++++ Records for the exercise ++++

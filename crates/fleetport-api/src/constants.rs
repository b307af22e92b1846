//! API constants

/// Versioned prefix for every vehicle and job route.
pub const API_PREFIX: &str = "/api/v1";

/// Server-level cap on in-flight requests.
pub const HTTP_CONCURRENCY_LIMIT: usize = 1024;

/// Room for multipart boundaries and the other form fields on top of the
/// largest accepted file.
pub const MULTIPART_OVERHEAD_BYTES: usize = 64 * 1024;
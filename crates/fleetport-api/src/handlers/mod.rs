pub mod export_download;
pub mod jobs;
pub mod vehicle_export;
pub mod vehicle_import;
pub mod vehicles;
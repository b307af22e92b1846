use crate::error::{ErrorResponse, HttpAppError, ValidatedJson};
use crate::state::AppState;
use axum::{
    extract::{Path, Query, State},
    Json,
};
use fleetport_core::models::{Page, Vehicle, VehicleUpdate};
use fleetport_services::vehicles::DEFAULT_PAGE_SIZE;
use serde::Deserialize;
use std::sync::Arc;
use utoipa::IntoParams;

#[derive(Debug, Deserialize, IntoParams)]
pub struct ListQuery {
    /// 1-based page number (default 1)
    pub page: Option<u32>,
    /// Rows per page (default 10, max 100)
    pub page_size: Option<u32>,
}

#[derive(Debug, Deserialize, IntoParams)]
pub struct SearchQuery {
    /// Case-insensitive substring of the car model
    pub model: String,
}

/// List vehicles, one page at a time
#[utoipa::path(
    get,
    path = "/api/v1/vehicles",
    tag = "vehicles",
    params(ListQuery),
    responses(
        (status = 200, description = "One page of vehicles", body = Page<Vehicle>),
        (status = 500, description = "Internal server error", body = ErrorResponse)
    )
)]
#[tracing::instrument(skip(state))]
pub async fn list_vehicles(
    State(state): State<Arc<AppState>>,
    Query(query): Query<ListQuery>,
) -> Result<Json<Page<Vehicle>>, HttpAppError> {
    let page = state
        .vehicles
        .list(
            query.page.unwrap_or(1),
            query.page_size.unwrap_or(DEFAULT_PAGE_SIZE),
        )
        .await?;
    Ok(Json(page))
}

/// Search vehicles by model
#[utoipa::path(
    get,
    path = "/api/v1/vehicles/search",
    tag = "vehicles",
    params(SearchQuery),
    responses(
        (status = 200, description = "Matching vehicles", body = Vec<Vehicle>),
        (status = 400, description = "Empty search keyword", body = ErrorResponse)
    )
)]
#[tracing::instrument(skip(state))]
pub async fn search_vehicles(
    State(state): State<Arc<AppState>>,
    Query(query): Query<SearchQuery>,
) -> Result<Json<Vec<Vehicle>>, HttpAppError> {
    let vehicles = state.vehicles.search_by_model(&query.model).await?;
    Ok(Json(vehicles))
}

/// Get a vehicle by VIN
#[utoipa::path(
    get,
    path = "/api/v1/vehicles/{vin}",
    tag = "vehicles",
    params(
        ("vin" = String, Path, description = "Vehicle identification number")
    ),
    responses(
        (status = 200, description = "Vehicle found", body = Vehicle),
        (status = 404, description = "Vehicle not found", body = ErrorResponse)
    )
)]
#[tracing::instrument(skip(state))]
pub async fn get_vehicle(
    State(state): State<Arc<AppState>>,
    Path(vin): Path<String>,
) -> Result<Json<Vehicle>, HttpAppError> {
    let vehicle = state.vehicles.find_by_vin(&vin).await?;
    Ok(Json(vehicle))
}

/// Update some fields of a vehicle
///
/// `age_of_vehicle` is derived from `manufactured_date` and cannot be set directly.
#[utoipa::path(
    patch,
    path = "/api/v1/vehicles/{vin}",
    tag = "vehicles",
    params(
        ("vin" = String, Path, description = "Vehicle identification number")
    ),
    request_body = VehicleUpdate,
    responses(
        (status = 200, description = "Updated vehicle", body = Vehicle),
        (status = 400, description = "Empty or invalid update", body = ErrorResponse),
        (status = 404, description = "Vehicle not found", body = ErrorResponse)
    )
)]
#[tracing::instrument(skip(state, changes))]
pub async fn update_vehicle(
    State(state): State<Arc<AppState>>,
    Path(vin): Path<String>,
    ValidatedJson(changes): ValidatedJson<VehicleUpdate>,
) -> Result<Json<Vehicle>, HttpAppError> {
    let vehicle = state.vehicles.update(&vin, changes).await?;
    Ok(Json(vehicle))
}

/// Delete a vehicle by its numeric id
#[utoipa::path(
    delete,
    path = "/api/v1/vehicles/by-id/{id}",
    tag = "vehicles",
    params(
        ("id" = i64, Path, description = "Vehicle id")
    ),
    responses(
        (status = 200, description = "The deleted vehicle", body = Vehicle),
        (status = 404, description = "Vehicle not found", body = ErrorResponse)
    )
)]
#[tracing::instrument(skip(state))]
pub async fn delete_vehicle(
    State(state): State<Arc<AppState>>,
    Path(id): Path<i64>,
) -> Result<Json<Vehicle>, HttpAppError> {
    let vehicle = state.vehicles.remove_by_id(id).await?;
    Ok(Json(vehicle))
}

++++

## [Problem to work on]
Write out every entry again, exactly as it appears.

## [Task response]
filename crates/fleetport-api/src/constants.rs
repository b307af22e92b1846
//! API constants

/// Versioned prefix for every vehicle and job route.
pub const API_PREFIX: &str = "/api/v1";

/// Server-level cap on in-flight requests.
pub const HTTP_CONCURRENCY_LIMIT: usize = 1024;

/// Room for multipart boundaries and the other form fields on top of the
/// largest accepted file.
pub const MULTIPART_OVERHEAD_BYTES: usize = 64 * 1024;
filename crates/fleetport-api/src/handlers/mod.rs
pub mod export_download;
pub mod jobs;
pub mod vehicle_export;
pub mod vehicle_import;
pub mod vehicles;
repository b307af22e92b1846
use crate::error::{ErrorResponse, HttpAppError, ValidatedJson};
use crate::state::AppState;
use axum::{
    extract::{Path, Query, State},
    Json,
};
use fleetport_core::models::{Page, Vehicle, VehicleUpdate};
use fleetport_services::vehicles::DEFAULT_PAGE_SIZE;
use serde::Deserialize;
use std::sync::Arc;
use utoipa::IntoParams;

#[derive(Debug, Deserialize, IntoParams)]
pub struct ListQuery {
    /// 1-based page number (default 1)
    pub page: Option<u32>,
    /// Rows per page (default 10, max 100)
    pub page_size: Option<u32>,
}

#[derive(Debug, Deserialize, IntoParams)]
pub struct SearchQuery {
    /// Case-insensitive substring of the car model
    pub model: String,
}

/// List vehicles, one page at a time
#[utoipa::path(
    get,
    path = "/api/v1/vehicles",
    tag = "vehicles",
    params(ListQuery),
    responses(
        (status = 200, description = "One page of vehicles", body = Page<Vehicle>),
        (status = 500, description = "Internal server error", body = ErrorResponse)
    )
)]
#[tracing::instrument(skip(state))]
pub async fn list_vehicles(
    State(state): State<Arc<AppState>>,
    Query(query): Query<ListQuery>,
) -> Result<Json<Page<Vehicle>>, HttpAppError> {
    let page = state
        .vehicles
        .list(
            query.page.unwrap_or(1),
            query.page_size.unwrap_or(DEFAULT_PAGE_SIZE),
        )
        .await?;
    Ok(Json(page))
}

/// Search vehicles by model
#[utoipa::path(
    get,
    path = "/api/v1/vehicles/search",
    tag = "vehicles",
    params(SearchQuery),
    responses(
        (status = 200, description = "Matching vehicles", body = Vec<Vehicle>),
        (status = 400, description = "Empty search keyword", body = ErrorResponse)
    )
)]
#[tracing::instrument(skip(state))]
pub async fn search_vehicles(
    State(state): State<Arc<AppState>>,
    Query(query): Query<SearchQuery>,
) -> Result<Json<Vec<Vehicle>>, HttpAppError> {
    let vehicles = state.vehicles.search_by_model(&query.model).await?;
    Ok(Json(vehicles))
}

/// Get a vehicle by VIN
#[utoipa::path(
    get,
    path = "/api/v1/vehicles/{vin}",
    tag = "vehicles",
    params(
        ("vin" = String, Path, description = "Vehicle identification number")
    ),
    responses(
        (status = 200, description = "Vehicle found", body = Vehicle),
        (status = 404, description = "Vehicle not found", body = ErrorResponse)
    )
)]
#[tracing::instrument(skip(state))]
pub async fn get_vehicle(
    State(state): State<Arc<AppState>>,
    Path(vin): Path<String>,
) -> Result<Json<Vehicle>, HttpAppError> {
    let vehicle = state.vehicles.find_by_vin(&vin).await?;
    Ok(Json(vehicle))
}

/// Update some fields of a vehicle
///
/// `age_of_vehicle` is derived from `manufactured_date` and cannot be set directly.
#[utoipa::path(
    patch,
    path = "/api/v1/vehicles/{vin}",
    tag = "vehicles",
    params(
        ("vin" = String, Path, description = "Vehicle identification number")
    ),
    request_body = VehicleUpdate,
    responses(
        (status = 200, description = "Updated vehicle", body = Vehicle),
        (status = 400, description = "Empty or invalid update", body = ErrorResponse),
        (status = 404, description = "Vehicle not found", body = ErrorResponse)
    )
)]
#[tracing::instrument(skip(state, changes))]
pub async fn update_vehicle(
    State(state): State<Arc<AppState>>,
    Path(vin): Path<String>,
    ValidatedJson(changes): ValidatedJson<VehicleUpdate>,
) -> Result<Json<Vehicle>, HttpAppError> {
    let vehicle = state.vehicles.update(&vin, changes).await?;
    Ok(Json(vehicle))
}

/// Delete a vehicle by its numeric id
#[utoipa::path(
    delete,
    path = "/api/v1/vehicles/by-id/{id}",
    tag = "vehicles",
    params(
        ("id" = i64, Path, description = "Vehicle id")
    ),
    responses(
        (status = 200, description = "The deleted vehicle", body = Vehicle),
        (status = 404, description = "Vehicle not found", body = ErrorResponse)
    )
)]
#[tracing::instrument(skip(state))]
pub async fn delete_vehicle(
    State(state): State<Arc<AppState>>,
    Path(id): Path<i64>,
) -> Result<Json<Vehicle>, HttpAppError> {
    let vehicle = state.vehicles.remove_by_id(id).await?;
    Ok(Json(vehicle))
}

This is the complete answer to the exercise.